### EXCERPTED RECORDS
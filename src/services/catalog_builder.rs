use std::collections::{BTreeMap, HashMap};

use crate::{
    config::Config,
    error::{EngineError, EngineResult},
    models::{Artist, Catalog, CatalogStats, CatalogTrack, RawArtist, RawAudioFeatures, RawTrack},
};

/// Joins the three raw record collections into one deduplicated catalog
///
/// Tracks are inner-joined with audio features (a track without a feature
/// record is dropped and counted) and left-joined with the artist dimension
/// (an unresolvable artist becomes the "Unknown" placeholder). The result is
/// immutable once built; rebuilding replaces it wholesale.
pub fn build_catalog(
    tracks: &[RawTrack],
    audio_features: &[RawAudioFeatures],
    artists: &[RawArtist],
    config: &Config,
) -> EngineResult<Catalog> {
    if tracks.is_empty() {
        return Err(EngineError::DataIntegrity {
            reason: "raw track collection is empty".to_string(),
            tracks_total: 0,
            tracks_dropped: 0,
        });
    }

    // 1. Index the dimension tables. First record wins on duplicate keys so
    //    a malformed upstream export cannot flip the join nondeterministically.
    let mut features_by_track: HashMap<&str, &RawAudioFeatures> = HashMap::new();
    for features in audio_features {
        features_by_track
            .entry(features.track_id.as_str())
            .or_insert(features);
    }

    let mut artists_by_id: HashMap<&str, &RawArtist> = HashMap::new();
    for artist in artists {
        artists_by_id.entry(artist.id.as_str()).or_insert(artist);
    }

    // 2. Dedup tracks and perform the joins.
    let mut stats = CatalogStats {
        raw_tracks: tracks.len(),
        ..CatalogStats::default()
    };
    let mut joined: BTreeMap<String, CatalogTrack> = BTreeMap::new();

    for track in tracks {
        if joined.contains_key(&track.id) {
            stats.duplicate_tracks += 1;
            continue;
        }

        let Some(features) = features_by_track.get(track.id.as_str()) else {
            stats.dropped_missing_features += 1;
            continue;
        };

        let artist = match artists_by_id.get(track.artist_id.as_str()) {
            Some(raw) => Artist {
                id: raw.id.clone(),
                name: raw.name.clone(),
                genres: raw.genres.clone(),
                popularity: raw.popularity,
            },
            None => {
                stats.placeholder_artists += 1;
                Artist::unknown(track.artist_id.clone())
            }
        };

        joined.insert(
            track.id.clone(),
            CatalogTrack {
                id: track.id.clone(),
                name: track.name.clone(),
                artist,
                features: features.values.clone(),
                popularity: track.popularity,
            },
        );
    }

    // 3. A high drop rate means the upstream feature fetch failed, not a
    //    normal gap; surface it instead of returning a hollow catalog.
    let unique_tracks = stats.raw_tracks - stats.duplicate_tracks;
    let dropped_ratio = stats.dropped_missing_features as f64 / unique_tracks as f64;
    if dropped_ratio > config.max_missing_feature_ratio {
        return Err(EngineError::DataIntegrity {
            reason: format!(
                "{:.0}% of tracks lack audio features (threshold {:.0}%)",
                dropped_ratio * 100.0,
                config.max_missing_feature_ratio * 100.0
            ),
            tracks_total: unique_tracks,
            tracks_dropped: stats.dropped_missing_features,
        });
    }

    if stats.dropped_missing_features > 0 || stats.placeholder_artists > 0 {
        tracing::warn!(
            dropped_missing_features = stats.dropped_missing_features,
            placeholder_artists = stats.placeholder_artists,
            "Catalog join left gaps"
        );
    }

    tracing::info!(
        catalog_tracks = joined.len(),
        raw_tracks = stats.raw_tracks,
        duplicates = stats.duplicate_tracks,
        "Catalog built"
    );

    Ok(Catalog {
        tracks: joined,
        stats,
    })
}
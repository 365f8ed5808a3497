use serde::{Deserialize, Serialize};
use std::collections::HashMap;

/// Raw track record as handed over by the upstream collaborator
///
/// Column presence is validated here through typed fields; extra columns in
/// the source payload are ignored by deserialization.
#[derive(Debug, Clone, Serialize, Deserialize, PartialEq)]
pub struct RawTrack {
    /// Upstream track identifier, globally unique within one catalog
    pub id: String,
    pub name: String,
    /// Reference to the primary artist record
    pub artist_id: String,
    /// Upstream popularity score (0-100), when the source supplies one
    #[serde(default)]
    pub popularity: Option<u32>,
}

/// Raw per-track audio feature record
///
/// Feature values are kept as a named map rather than positional columns so
/// that the declared feature list drives which ones are used; unknown extras
/// ride along harmlessly and are never scored.
#[derive(Debug, Clone, Serialize, Deserialize, PartialEq)]
pub struct RawAudioFeatures {
    pub track_id: String,
    #[serde(flatten)]
    pub values: HashMap<String, f64>,
}

impl RawAudioFeatures {
    /// Creates a feature record from (name, value) pairs
    pub fn new(track_id: impl Into<String>, values: &[(&str, f64)]) -> Self {
        Self {
            track_id: track_id.into(),
            values: values
                .iter()
                .map(|(name, value)| (name.to_string(), *value))
                .collect(),
        }
    }
}

/// Raw artist record from the artist dimension
#[derive(Debug, Clone, Serialize, Deserialize, PartialEq)]
pub struct RawArtist {
    pub id: String,
    pub name: String,
    #[serde(default)]
    pub genres: Vec<String>,
    #[serde(default)]
    pub popularity: Option<u32>,
}
use serde::{Deserialize, Serialize};

/// The two independent recommendation strategies
#[derive(Debug, Clone, Copy, Serialize, Deserialize, PartialEq, Eq)]
#[serde(rename_all = "snake_case")]
pub enum Strategy {
    History,
    Preference,
}

impl std::fmt::Display for Strategy {
    fn fmt(&self, f: &mut std::fmt::Formatter<'_>) -> std::fmt::Result {
        match self {
            Strategy::History => write!(f, "history"),
            Strategy::Preference => write!(f, "preference"),
        }
    }
}

/// One strategy's view of the user's taste
///
/// Targets and importance weights are aligned with the normalization table's
/// feature order. A zero importance weight excludes that feature from
/// scoring for this profile. Produced fresh per run, never mutated after
/// creation.
#[derive(Debug, Clone, Serialize, Deserialize, PartialEq)]
pub struct Profile {
    pub strategy: Strategy,
    /// Normalized target value per feature
    pub targets: Vec<f64>,
    /// Importance weight per feature; 0.0 means ignored
    pub weights: Vec<f64>,
}

impl Profile {
    pub fn new(strategy: Strategy, targets: Vec<f64>, weights: Vec<f64>) -> Self {
        debug_assert_eq!(targets.len(), weights.len());
        Self {
            strategy,
            targets,
            weights,
        }
    }

    /// Number of features with non-zero importance
    pub fn active_features(&self) -> usize {
        self.weights.iter().filter(|w| **w > 0.0).count()
    }
}

#[cfg(test)]
mod tests {
    use super::*;

    #[test]
    fn test_strategy_serialization() {
        assert_eq!(
            serde_json::to_string(&Strategy::History).unwrap(),
            "\"history\""
        );
        assert_eq!(
            serde_json::to_string(&Strategy::Preference).unwrap(),
            "\"preference\""
        );
    }

    #[test]
    fn test_active_features() {
        let profile = Profile::new(Strategy::Preference, vec![0.5, 0.0, 1.0], vec![1.0, 0.0, 2.0]);
        assert_eq!(profile.active_features(), 2);
    }
}
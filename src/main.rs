use std::fs;
use std::path::Path;

use anyhow::Context;
use serde::Serialize;
use tracing_subscriber::EnvFilter;

use tunescout::{
    services::{pipeline::run_pipeline, sources::JsonFileSource},
    Config,
};

fn main() -> anyhow::Result<()> {
    tracing_subscriber::fmt()
        .with_env_filter(EnvFilter::try_from_default_env().unwrap_or_else(|_| "info".into()))
        .init();

    let config = Config::from_env()?;
    let source = JsonFileSource::new(&config.input_dir);

    let output = run_pipeline(&source, &config)
        .with_context(|| format!("recommendation run over {} failed", config.input_dir))?;

    let out_dir = Path::new(&config.output_dir);
    fs::create_dir_all(out_dir)?;

    write_json(out_dir, "catalog.json", &output.catalog)?;
    write_json(out_dir, "recs_history.json", &output.history_list)?;
    write_json(out_dir, "recs_preference.json", &output.preference_list)?;
    write_json(out_dir, "comparison.json", &output.report)?;
    write_json(out_dir, "run_meta.json", &output.meta)?;

    tracing::info!(
        output_dir = %out_dir.display(),
        overlap_count = output.report.overlap_count,
        overlap_ratio = output.report.overlap_ratio,
        "Artifacts written"
    );

    Ok(())
}

fn write_json<T: Serialize>(dir: &Path, file: &str, value: &T) -> anyhow::Result<()> {
    let path = dir.join(file);
    let text = serde_json::to_string_pretty(value)?;
    fs::write(&path, text).with_context(|| format!("writing {}", path.display()))?;
    Ok(())
}
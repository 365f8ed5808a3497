pub mod catalog_builder;
pub mod comparator;
pub mod normalizer;
pub mod pipeline;
pub mod profiles;
pub mod ranker;
pub mod sources;
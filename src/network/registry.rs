//! Connection Registry
//!
//! At most one live connection per role. A connection is represented by the
//! sending half of its outbound queue; the socket writer task owns the other
//! half and closes the socket once every sender is gone.

use std::collections::BTreeMap;

use tokio::sync::mpsc;
use tokio::sync::mpsc::error::TrySendError;
use tracing::{debug, warn};

use crate::network::protocol::{Role, ServerMessage};
use crate::network::session::SessionError;

/// Unique connection identifier.
#[derive(Debug, Clone, Copy, PartialEq, Eq, Hash)]
pub struct ConnectionId(uuid::Uuid);

impl ConnectionId {
    fn new() -> Self {
        Self(uuid::Uuid::new_v4())
    }
}

impl std::fmt::Display for ConnectionId {
    fn fmt(&self, f: &mut std::fmt::Formatter<'_>) -> std::fmt::Result {
        let s = self.0.simple().to_string();
        f.write_str(&s[..8])
    }
}

/// Delivery failure for a single recipient.
#[derive(Debug, Clone, thiserror::Error)]
pub enum SendError {
    /// The peer is gone. Expected whenever a client disconnects.
    #[error("connection closed")]
    Closed,

    /// The outbound queue is full; the peer is not keeping up.
    #[error("outbound queue full")]
    Full,
}

/// Handle to a live connection.
#[derive(Debug)]
pub struct ConnectionHandle {
    id: ConnectionId,
    sender: mpsc::Sender<ServerMessage>,
}

impl ConnectionHandle {
    /// Wrap the outbound queue of a new connection.
    pub fn new(sender: mpsc::Sender<ServerMessage>) -> Self {
        Self {
            id: ConnectionId::new(),
            sender,
        }
    }

    /// Connection identifier.
    pub fn id(&self) -> ConnectionId {
        self.id
    }

    /// Queue a message without waiting.
    pub fn send(&self, message: ServerMessage) -> Result<(), SendError> {
        self.sender.try_send(message).map_err(|e| match e {
            TrySendError::Closed(_) => SendError::Closed,
            TrySendError::Full(_) => SendError::Full,
        })
    }
}

/// Role -> connection map.
#[derive(Debug, Default)]
pub struct ConnectionRegistry {
    connections: BTreeMap<Role, ConnectionHandle>,
}

impl ConnectionRegistry {
    /// Create an empty registry.
    pub fn new() -> Self {
        Self::default()
    }

    /// Claim a role for a connection.
    ///
    /// If the role is taken, the new connection gets an error notice and is
    /// dropped (which closes it). The existing connection is left alone.
    pub fn attempt_attach(&mut self, role: Role, handle: ConnectionHandle) -> Result<(), SessionError> {
        if self.connections.contains_key(&role) {
            let notice = ServerMessage::error(format!("Role {role} is already taken."));
            log_send_result(role, handle.id(), handle.send(notice));
            return Err(SessionError::RoleOccupied(role));
        }

        debug!("Attached {} as {}", handle.id(), role);
        self.connections.insert(role, handle);
        Ok(())
    }

    /// Release a role. No-op if it is free.
    pub fn detach(&mut self, role: Role) -> Option<ConnectionHandle> {
        self.connections.remove(&role)
    }

    /// Connection holding a role.
    pub fn get(&self, role: Role) -> Option<&ConnectionHandle> {
        self.connections.get(&role)
    }

    /// Whether a role is held.
    pub fn is_attached(&self, role: Role) -> bool {
        self.connections.contains_key(&role)
    }

    /// Whether both roles are held.
    pub fn both_attached(&self) -> bool {
        Role::ALL.iter().all(|role| self.is_attached(*role))
    }

    /// Number of attached connections.
    pub fn len(&self) -> usize {
        self.connections.len()
    }

    /// Whether no connection is attached.
    pub fn is_empty(&self) -> bool {
        self.connections.is_empty()
    }

    /// Send to one role if attached. Failures are logged, not returned.
    pub fn send_to(&self, role: Role, message: ServerMessage) {
        if let Some(handle) = self.connections.get(&role) {
            log_send_result(role, handle.id(), handle.send(message));
        }
    }

    /// Send to every attached connection. One failed recipient never stops
    /// delivery to the others.
    pub fn broadcast(&self, message: &ServerMessage) {
        for (role, handle) in &self.connections {
            log_send_result(*role, handle.id(), handle.send(message.clone()));
        }
    }
}

fn log_send_result(role: Role, id: ConnectionId, result: Result<(), SendError>) {
    match result {
        Ok(()) => {}
        Err(SendError::Closed) => debug!("Dropped message for {} ({}): connection closed", role, id),
        Err(SendError::Full) => warn!("Dropped message for {} ({}): outbound queue full", role, id),
    }
}

#[cfg(test)]
mod tests {
    use super::*;

    fn handle(capacity: usize) -> (ConnectionHandle, mpsc::Receiver<ServerMessage>) {
        let (tx, rx) = mpsc::channel(capacity);
        (ConnectionHandle::new(tx), rx)
    }

    #[test]
    fn test_attach_and_get() {
        let mut registry = ConnectionRegistry::new();
        let (hacker, _rx) = handle(4);
        let id = hacker.id();

        registry.attempt_attach(Role::Hacker, hacker).unwrap();
        assert_eq!(registry.get(Role::Hacker).map(|h| h.id()), Some(id));
        assert!(registry.get(Role::Spy).is_none());
        assert!(!registry.both_attached());
    }

    #[test]
    fn test_role_conflict_keeps_first() {
        let mut registry = ConnectionRegistry::new();
        let (first, mut first_rx) = handle(4);
        let first_id = first.id();
        let (second, mut second_rx) = handle(4);

        registry.attempt_attach(Role::Hacker, first).unwrap();
        let result = registry.attempt_attach(Role::Hacker, second);
        assert!(matches!(result, Err(SessionError::RoleOccupied(Role::Hacker))));

        assert_eq!(registry.get(Role::Hacker).map(|h| h.id()), Some(first_id));
        assert!(matches!(second_rx.try_recv(), Ok(ServerMessage::Error { .. })));
        // Rejected handle was dropped, so its queue is closed.
        assert!(matches!(
            second_rx.try_recv(),
            Err(mpsc::error::TryRecvError::Disconnected)
        ));
        assert!(first_rx.try_recv().is_err());
    }

    #[test]
    fn test_detach_is_idempotent() {
        let mut registry = ConnectionRegistry::new();
        let (spy, _rx) = handle(4);
        registry.attempt_attach(Role::Spy, spy).unwrap();

        assert!(registry.detach(Role::Spy).is_some());
        assert!(registry.detach(Role::Spy).is_none());
        assert!(registry.is_empty());
    }

    #[test]
    fn test_broadcast_survives_closed_peer() {
        let mut registry = ConnectionRegistry::new();
        let (hacker, hacker_rx) = handle(4);
        let (spy, mut spy_rx) = handle(4);
        registry.attempt_attach(Role::Hacker, hacker).unwrap();
        registry.attempt_attach(Role::Spy, spy).unwrap();
        drop(hacker_rx);

        registry.broadcast(&ServerMessage::Timer { time: 10 });
        assert_eq!(spy_rx.try_recv().unwrap(), ServerMessage::Timer { time: 10 });
    }

    #[test]
    fn test_broadcast_survives_full_queue() {
        let mut registry = ConnectionRegistry::new();
        let (hacker, mut hacker_rx) = handle(1);
        let (spy, mut spy_rx) = handle(4);
        registry.attempt_attach(Role::Hacker, hacker).unwrap();
        registry.attempt_attach(Role::Spy, spy).unwrap();

        registry.broadcast(&ServerMessage::Timer { time: 2 });
        registry.broadcast(&ServerMessage::Timer { time: 1 });

        assert_eq!(hacker_rx.try_recv().unwrap(), ServerMessage::Timer { time: 2 });
        assert!(hacker_rx.try_recv().is_err());
        assert_eq!(spy_rx.try_recv().unwrap(), ServerMessage::Timer { time: 2 });
        assert_eq!(spy_rx.try_recv().unwrap(), ServerMessage::Timer { time: 1 });
    }

    #[test]
    fn test_send_to_absent_role_is_noop() {
        let registry = ConnectionRegistry::new();
        registry.send_to(Role::Spy, ServerMessage::info("nobody home"));
    }
}
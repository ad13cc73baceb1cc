//! Answer Checking
//!
//! Submissions and expected answers are trimmed and lowercased before
//! comparison. Single-character answers are matched leniently: the
//! submission only has to contain the character ("rojo" passes for "r").

/// Normalize text for comparison.
pub fn normalize(text: &str) -> String {
    text.trim().to_lowercase()
}

/// Judge a submission against the expected answer.
pub fn is_correct(submitted: &str, expected: &str) -> bool {
    let submitted = normalize(submitted);
    let expected = normalize(expected);

    if submitted == expected {
        return true;
    }

    expected.chars().count() == 1 && submitted.contains(expected.as_str())
}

### TASK DIRECTIONS
Only the lines from the beginning of the material to the line containing "with the artist dimension" should be echoed, verbatim and in full.

### TASK RESULT
filename src/services/catalog_builder.rs
use std::collections::{BTreeMap, HashMap};

use crate::{
    config::Config,
    error::{EngineError, EngineResult},
    models::{Artist, Catalog, CatalogStats, CatalogTrack, RawArtist, RawAudioFeatures, RawTrack},
};

/// Joins the three raw record collections into one deduplicated catalog
///
/// Tracks are inner-joined with audio features (a track without a feature
/// record is dropped and counted) and left-joined with the artist dimension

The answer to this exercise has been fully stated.